[gentoo-amd64] Re: Re: Re: Wow! KDE 3.5.1 & Xorg 7.0 w/ Composite

Duncan Wed, 08 Feb 2006 16:19:08 -0800

Simon Stelling posted <[EMAIL PROTECTED]>, excerpted below,  on
Wed, 08 Feb 2006 21:37:33 +0100:

> Duncan wrote:

>> I should really create a page listing all the little Gentoo admin scripts
>> I've come up with and how I use them.  I'm sure a few folks anyway would
>> likely find them useful.
>> 
>> The idea behind most of them is to create shortcuts to having to type in
>> long emerge lines, with all sorts of arbitrary command line parameters.
>> The majority of these fall into two categories, ea* and ep*, short for
>> emerge --ask <additional parameters> and emerge --pretend ... .  Thus, I
>> have epworld and eaworld, the pretend and ask versions of emerge -NuDv
>> world, epsys and easys, the same for system, eplog <package>, emerge
>> --pretend --log --verbose (package name to be added to the command line so
>> eplog gcc, for instance, to see the changes between my current and the new
>> version of gcc), eptree <package>, to use the tree output, etc.
> 
> Interesting.
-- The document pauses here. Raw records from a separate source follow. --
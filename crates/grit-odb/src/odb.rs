//! The object database router.
//!
//! An `Odb` owns an ordered list of backends -- loose, packed, alternates,
//! and anything registered by the application -- and routes reads to the
//! first backend that has the object, writes to the highest-priority
//! writable backend, and enumeration across all of them with
//! deduplication. A bounded content cache sits in front of the probe.
//!
//! Concurrency: the backend list is behind a read/write lock (registration
//! is rare, reads are constant); probes run against a cloned snapshot so no
//! lock is held across backend I/O. The cache uses one mutex held only for
//! map operations -- two threads racing to resolve the same object both
//! succeed, and one result is discarded.

use std::ops::ControlFlow;
use std::path::{Path, PathBuf};
use std::sync::{Arc, Mutex, RwLock, Weak};

use grit_pack::{BaseResolver, PackError, PackRegistry, PackResult};
use grit_store::{LooseBackend, RawObject};
use grit_types::{ObjectId, ObjectKind, Outcome};

use crate::backend::Backend;
use crate::cache::ObjectCache;
use crate::config::OdbConfig;
use crate::error::{OdbError, OdbResult};

/// Priority of the repository's own loose backend: the writable primary.
pub const LOOSE_PRIORITY: i32 = 1;
/// Priority of the repository's own pack backend. Packs outrank loose on
/// reads -- long-running operations find most objects packed.
pub const PACKED_PRIORITY: i32 = 2;

/// Recursion bound for `info/alternates` chains.
const MAX_ALTERNATES_DEPTH: usize = 5;

/// Shortest accepted abbreviated-id prefix.
const MIN_PREFIX_LEN: usize = 4;

struct BackendEntry {
    backend: Arc<dyn Backend>,
    priority: i32,
    seq: u64,
}

pub(crate) struct OdbInner {
    config: OdbConfig,
    backends: RwLock<Vec<BackendEntry>>,
    cache: Mutex<ObjectCache>,
    next_seq: Mutex<u64>,
    /// The well-known empty tree id, answerable without any backend.
    empty_tree: ObjectId,
}

impl OdbInner {
    fn snapshot(&self) -> Vec<Arc<dyn Backend>> {
        self.backends
            .read()
            .expect("lock poisoned")
            .iter()
            .map(|entry| Arc::clone(&entry.backend))
            .collect()
    }

    fn register(&self, backend: Arc<dyn Backend>, priority: i32) {
        let seq = {
            let mut next = self.next_seq.lock().expect("lock poisoned");
            *next += 1;
            *next
        };
        let mut backends = self.backends.write().expect("lock poisoned");
        backends.push(BackendEntry {
            backend,
            priority,
            seq,
        });
        // Highest priority first; ties go to the earliest registration.
        backends.sort_by(|a, b| b.priority.cmp(&a.priority).then(a.seq.cmp(&b.seq)));
    }

    fn hardcoded(&self, id: &ObjectId) -> Option<RawObject> {
        if *id == self.empty_tree {
            return Some(RawObject::new(ObjectKind::Tree, Vec::new()));
        }
        None
    }

    fn read_inner(&self, id: &ObjectId, depth_budget: usize) -> OdbResult<Option<RawObject>> {
        if let Some(obj) = self.hardcoded(id) {
            return Ok(Some(obj));
        }
        if let Some(obj) = self.cache.lock().expect("lock poisoned").get(id) {
            return Ok(Some(obj));
        }

        for backend in self.snapshot() {
            if let Some(obj) = backend.read_delta_base(id, depth_budget)? {
                self.cache.lock().expect("lock poisoned").put(*id, &obj);
                return Ok(Some(obj));
            }
        }
        Ok(None)
    }
}

/// Resolves ref-delta bases by probing the whole router, so a delta in one
/// pack may be based on an object in another pack or in loose storage.
pub(crate) struct RouterResolver<'a> {
    inner: &'a OdbInner,
}

impl BaseResolver for RouterResolver<'_> {
    fn read_base(&self, id: &ObjectId, depth_budget: usize) -> PackResult<Option<RawObject>> {
        if depth_budget == 0 {
            return Err(PackError::DeltaChainTooDeep {
                max: self.inner.config.max_delta_depth,
            });
        }
        match self.inner.read_inner(id, depth_budget) {
            Ok(found) => Ok(found),
            Err(OdbError::Pack(e)) => Err(e),
            Err(other) => Err(PackError::External(Box::new(other))),
        }
    }
}

/// Pack backend wired into a router.
///
/// Wraps a [`PackRegistry`]; once attached to an `Odb`, ref-delta bases
/// missing from the registry's own packs are resolved through the full
/// backend list.
pub struct PackedBackend {
    registry: PackRegistry,
    router: RwLock<Weak<OdbInner>>,
}

impl PackedBackend {
    /// Wrap an already-loaded registry.
    pub fn new(registry: PackRegistry) -> Self {
        Self {
            registry,
            router: RwLock::new(Weak::new()),
        }
    }

    /// Discover packs under `pack_dir` with the database configuration.
    pub fn open(pack_dir: &Path, config: &OdbConfig) -> OdbResult<Self> {
        let registry = PackRegistry::open_with(
            pack_dir,
            config.algorithm,
            config.max_delta_depth,
            config.pack_handle_cap,
        )?;
        Ok(Self::new(registry))
    }

    /// The wrapped registry.
    pub fn registry(&self) -> &PackRegistry {
        &self.registry
    }

    fn attach(&self, inner: &Arc<OdbInner>) {
        *self.router.write().expect("lock poisoned") = Arc::downgrade(inner);
    }

    fn with_resolver<T>(
        &self,
        f: impl FnOnce(&PackRegistry, &dyn BaseResolver) -> PackResult<T>,
    ) -> OdbResult<T> {
        let weak = self.router.read().expect("lock poisoned").clone();
        let result = match weak.upgrade() {
            Some(inner) => {
                let resolver = RouterResolver { inner: &inner };
                f(&self.registry, &resolver)
            }
            None => f(&self.registry, &self.registry),
        };
        result.map_err(OdbError::from)
    }
}

impl Backend for PackedBackend {
    fn read(&self, id: &ObjectId) -> OdbResult<Option<RawObject>> {
        self.with_resolver(|registry, resolver| registry.read_with(id, resolver))
    }

    fn read_header(&self, id: &ObjectId) -> OdbResult<Option<(ObjectKind, u64)>> {
        self.with_resolver(|registry, resolver| registry.read_header_with(id, resolver))
    }

    fn exists(&self, id: &ObjectId) -> OdbResult<bool> {
        Ok(self.registry.contains(id))
    }

    fn foreach(
        &self,
        callback: &mut dyn FnMut(&ObjectId) -> ControlFlow<()>,
    ) -> OdbResult<Outcome> {
        Ok(self.registry.foreach(callback)?)
    }

    fn read_prefix(&self, prefix: &str) -> OdbResult<Vec<ObjectId>> {
        Ok(self.registry.read_prefix(prefix)?)
    }

    fn read_delta_base(
        &self,
        id: &ObjectId,
        depth_budget: usize,
    ) -> OdbResult<Option<RawObject>> {
        self.with_resolver(|registry, resolver| {
            registry.read_base_with(id, resolver, depth_budget)
        })
    }
}

/// The object database façade.
///
/// Cloning is cheap and shares the backend list and cache; the last handle
/// dropped releases everything.
#[derive(Clone)]
pub struct Odb {
    inner: Arc<OdbInner>,
}

impl Odb {
    /// An empty database with no backends; register them explicitly.
    pub fn new(config: OdbConfig) -> Self {
        Self {
            inner: Arc::new(OdbInner {
                cache: Mutex::new(ObjectCache::new(config.cache_bytes)),
                empty_tree: grit_hash::hash_object(config.algorithm, ObjectKind::Tree, b""),
                config,
                backends: RwLock::new(Vec::new()),
                next_seq: Mutex::new(0),
            }),
        }
    }

    /// Open the object store of a repository: its loose backend, its pack
    /// directory, and everything `info/alternates` points at.
    pub fn open(objects_dir: &Path, config: OdbConfig) -> OdbResult<Self> {
        let odb = Self::new(config);
        odb.add_disk_backends(objects_dir, 0)?;
        Ok(odb)
    }

    fn add_disk_backends(&self, objects_dir: &Path, depth: usize) -> OdbResult<()> {
        let config = &self.inner.config;

        let loose = LooseBackend::new(objects_dir, config.algorithm)
            .with_strict_verification(config.strict_hash_verification);
        self.register_backend(Arc::new(loose), LOOSE_PRIORITY);

        let packed = Arc::new(PackedBackend::open(&objects_dir.join("pack"), config)?);
        packed.attach(&self.inner);
        self.inner.register(packed, PACKED_PRIORITY);

        self.load_alternates(objects_dir, depth)
    }

    /// `info/alternates` lists additional object directories, one per line.
    /// Relative paths resolve against the listing directory; recursion is
    /// bounded so alternate cycles terminate.
    fn load_alternates(&self, objects_dir: &Path, depth: usize) -> OdbResult<()> {
        if depth >= MAX_ALTERNATES_DEPTH {
            tracing::warn!(
                dir = %objects_dir.display(),
                "alternates nested deeper than {MAX_ALTERNATES_DEPTH}; ignoring the rest"
            );
            return Ok(());
        }

        let path = objects_dir.join("info").join("alternates");
        let contents = match std::fs::read_to_string(&path) {
            Ok(c) => c,
            Err(e) if e.kind() == std::io::ErrorKind::NotFound => return Ok(()),
            Err(e) => {
                return Err(OdbError::Io {
                    op: "read",
                    path,
                    source: e,
                })
            }
        };

        for line in contents.lines() {
            let line = line.trim();
            if line.is_empty() || line.starts_with('#') {
                continue;
            }
            let alt = if Path::new(line).is_absolute() {
                PathBuf::from(line)
            } else {
                objects_dir.join(line)
            };
            self.add_disk_backends(&alt, depth + 1)?;
        }
        Ok(())
    }

    /// Register a backend at the given priority.
    ///
    /// Higher priorities are probed first; among equal priorities the
    /// earliest registration wins.
    pub fn register_backend(&self, backend: Arc<dyn Backend>, priority: i32) {
        self.inner.register(backend, priority);
    }

    /// Number of registered backends.
    pub fn backend_count(&self) -> usize {
        self.inner.backends.read().expect("lock poisoned").len()
    }

    /// The digest algorithm of this database.
    pub fn algorithm(&self) -> grit_hash::HashAlgorithm {
        self.inner.config.algorithm
    }

    /// Compute the id an object would be stored under, without writing it.
    pub fn hash(&self, kind: ObjectKind, data: &[u8]) -> ObjectId {
        grit_hash::hash_object(self.inner.config.algorithm, kind, data)
    }

    /// Read an object.
    pub fn read(&self, id: &ObjectId) -> OdbResult<RawObject> {
        self.inner
            .read_inner(id, self.inner.config.max_delta_depth)?
            .ok_or_else(|| OdbError::NotFound(id.to_hex()))
    }

    /// Read an object's kind and size without materializing its content.
    pub fn read_header(&self, id: &ObjectId) -> OdbResult<(ObjectKind, u64)> {
        if let Some(obj) = self.inner.hardcoded(id) {
            return Ok((obj.kind, obj.size()));
        }
        if let Some(found) = self
            .inner
            .cache
            .lock()
            .expect("lock poisoned")
            .peek_header(id)
        {
            return Ok(found);
        }
        for backend in self.inner.snapshot() {
            if let Some(found) = backend.read_header(id)? {
                return Ok(found);
            }
        }
        Err(OdbError::NotFound(id.to_hex()))
    }

    /// Check whether an object exists anywhere.
    pub fn exists(&self, id: &ObjectId) -> OdbResult<bool> {
        if self.inner.hardcoded(id).is_some() {
            return Ok(true);
        }
        if self.inner.cache.lock().expect("lock poisoned").contains(id) {
            return Ok(true);
        }
        for backend in self.inner.snapshot() {
            if backend.exists(id)? {
                return Ok(true);
            }
        }
        Ok(false)
    }

    /// Write an object to the highest-priority writable backend.
    pub fn write(&self, object: &RawObject) -> OdbResult<ObjectId> {
        for backend in self.inner.snapshot() {
            if !backend.is_writable() {
                continue;
            }
            let id = backend.write(object)?;
            // Freshly written objects are often read right back.
            self.inner
                .cache
                .lock()
                .expect("lock poisoned")
                .put(id, object);
            return Ok(id);
        }
        Err(OdbError::ReadOnly)
    }

    /// Resolve an abbreviated id to the unique object it names.
    pub fn read_prefix(&self, prefix: &str) -> OdbResult<RawObject> {
        let id = self.resolve_prefix(prefix)?;
        self.read(&id)
    }

    /// Resolve an abbreviated id to a full id.
    ///
    /// Fails `Ambiguous` when several distinct objects match (or the prefix
    /// is shorter than four characters), `NotFound` when none does.
    pub fn resolve_prefix(&self, prefix: &str) -> OdbResult<ObjectId> {
        if prefix.len() < MIN_PREFIX_LEN {
            return Err(OdbError::Ambiguous(prefix.to_string()));
        }
        if !prefix.bytes().all(|b| b.is_ascii_hexdigit()) {
            return Err(OdbError::NotFound(prefix.to_string()));
        }
        if prefix.len() == self.inner.config.algorithm.hex_len() {
            // A full-length prefix is just an id.
            let id = ObjectId::from_hex(prefix)
                .map_err(|_| OdbError::NotFound(prefix.to_string()))?;
            return if self.exists(&id)? {
                Ok(id)
            } else {
                Err(OdbError::NotFound(prefix.to_string()))
            };
        }

        let mut found: Option<ObjectId> = None;
        for backend in self.inner.snapshot() {
            for id in backend.read_prefix(prefix)? {
                match found {
                    None => found = Some(id),
                    Some(existing) if existing == id => {}
                    Some(_) => return Err(OdbError::Ambiguous(prefix.to_string())),
                }
            }
        }
        found.ok_or_else(|| OdbError::NotFound(prefix.to_string()))
    }

    /// Visit every object id across all backends exactly once, attributed
    /// to the highest-priority backend that holds it.
    pub fn foreach(
        &self,
        callback: &mut dyn FnMut(&ObjectId) -> ControlFlow<()>,
    ) -> OdbResult<Outcome> {
        let mut seen = std::collections::HashSet::new();
        for backend in self.inner.snapshot() {
            let outcome = backend.foreach(&mut |id| {
                if seen.insert(*id) {
                    callback(id)
                } else {
                    ControlFlow::Continue(())
                }
            })?;
            if outcome.stopped() {
                return Ok(Outcome::Stopped);
            }
        }
        Ok(Outcome::Completed)
    }

    #[cfg(test)]
    pub(crate) fn cached_objects(&self) -> usize {
        self.inner.cache.lock().expect("lock poisoned").len()
    }
}

impl std::fmt::Debug for Odb {
    fn fmt(&self, f: &mut std::fmt::Formatter<'_>) -> std::fmt::Result {
        f.debug_struct("Odb")
            .field("backends", &self.backend_count())
            .field("algorithm", &self.inner.config.algorithm)
            .finish()
    }
}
But why do you use scripts and not simple aliases? Every time you
> launch your script the HD performs a seek (which is very expensive in time),
> copies the script into memory and then forks a whole bash process to execute a
> one-liner. Using alias, which is a bash built-in, wouldn't fork a process and
> therefore be much faster.

My thinking, which is possibly incorrect (your input appreciated), is that
file-based scripts get pulled into cache the first time they are executed,
and will remain there (with a gig of memory) pretty much until I'm done
doing my upgrades.  At the same time, they are simply in cache, not
something in bash's memory, so if the memory is needed, it will be
reclaimed.  As well, after I'm done and on to other tasks, the cached
commands will eventually be replaced by other data, if need be.

Aliases (and bash-functions) are held in memory.  That's not as flexible
as cache in terms of being knocked out of memory if the memory is needed
by other things.  Sure, that memory may be flushed to disk-based swap, but
that's disk based the same as the actual script files  I'm using, so
reading it back into main memory if it's faulted out will take something
comparable to the time it'd take to read in the script file again anyway. 
That's little gain, with the additional overhead and therefore loss of
having to manage the temp-copy in swapped memory, if it comes to that.
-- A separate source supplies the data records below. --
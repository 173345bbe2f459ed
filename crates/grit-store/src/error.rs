use grit_types::ObjectId;

/// Errors from object store operations.
#[derive(Debug, thiserror::Error)]
pub enum StoreError {
    /// The object data is malformed or failed an integrity check.
    #[error("corrupt object: {reason}")]
    CorruptObject { reason: String },

    /// Content digest mismatch on read (data corruption or tampering).
    #[error("hash mismatch: expected {expected}, computed {computed}")]
    HashMismatch {
        expected: ObjectId,
        computed: ObjectId,
    },

    /// The collision-detecting digest flagged a crafted input.
    #[error(transparent)]
    Hash(#[from] grit_hash::HashError),

    /// Write attempted against a backend that cannot accept writes.
    #[error("backend is read-only")]
    ReadOnly,

    /// I/O error from the underlying storage, with the operation context.
    #[error("{op} {path}: {source}")]
    Io {
        op: &'static str,
        path: std::path::PathBuf,
        source: std::io::Error,
    },
}

impl StoreError {
    pub(crate) fn corrupt(reason: impl Into<String>) -> Self {
        Self::CorruptObject {
            reason: reason.into(),
        }
    }

    pub(crate) fn io(op: &'static str, path: impl Into<std::path::PathBuf>) -> impl FnOnce(std::io::Error) -> Self {
        let path = path.into();
        move |source| Self::Io { op, path, source }
    }
}

/// Result alias for store operations.
pub type StoreResult<T> = Result<T, StoreError>;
Actually, there are some details here that may affect things.  I don't
know enough about the following factors to be able to evaluate how they
balance out, but the real reason I chose individual scripts is below.

One, here anyway, tho not on most systems, I'm running four SATA disks in
RAID.  The swap is actually not on the RAID, as the kernel manages it like
RAID on its own, provided all four swap areas are set to the same priority
(they are), which means swap is running on the equivalent of
four-way-striped RAID-0.  Meanwhile, the scripts, as part of my main
system, are on RAID-6 for redundancy, so with the same four disks backing
the RAID-6 as the swap, I've only effectively two-way-striped storage
there, the other two disk stripes being parity.  Thus, retrieval from the
4-way-striped swap should in theory be more efficient than from the
2-way-striped regular storage.  OTOH, the granularity of the stripe
in either case, against the size of the one or two-line script, likely
means that it'll be pulled from a single stripe (at the speed of
reading from a single disk, tho there are parallelizing opportunities
not available on a single disk).  It's also likely that the swap will be
more optimally managed for fast retrieval than the location on the regular
filesystem is.  Balanced against that we have the overhead of maintaining
the swap tracking.

That's assuming it would swap that out to the dedicated swap in the first
place.  I'm not familiar with Linux's VM, but given that the aliases and
functions would be file-based in either case, it's possible it would
simply drop the data from main memory, relying on the fact that that the
data is clean file-backed data and could be read-in directly from the
files again, if necessary, rather than bothering with actually creating a
temporary copy of the /same/ data in swap, taking time to do so when it
could just read it back in from the file.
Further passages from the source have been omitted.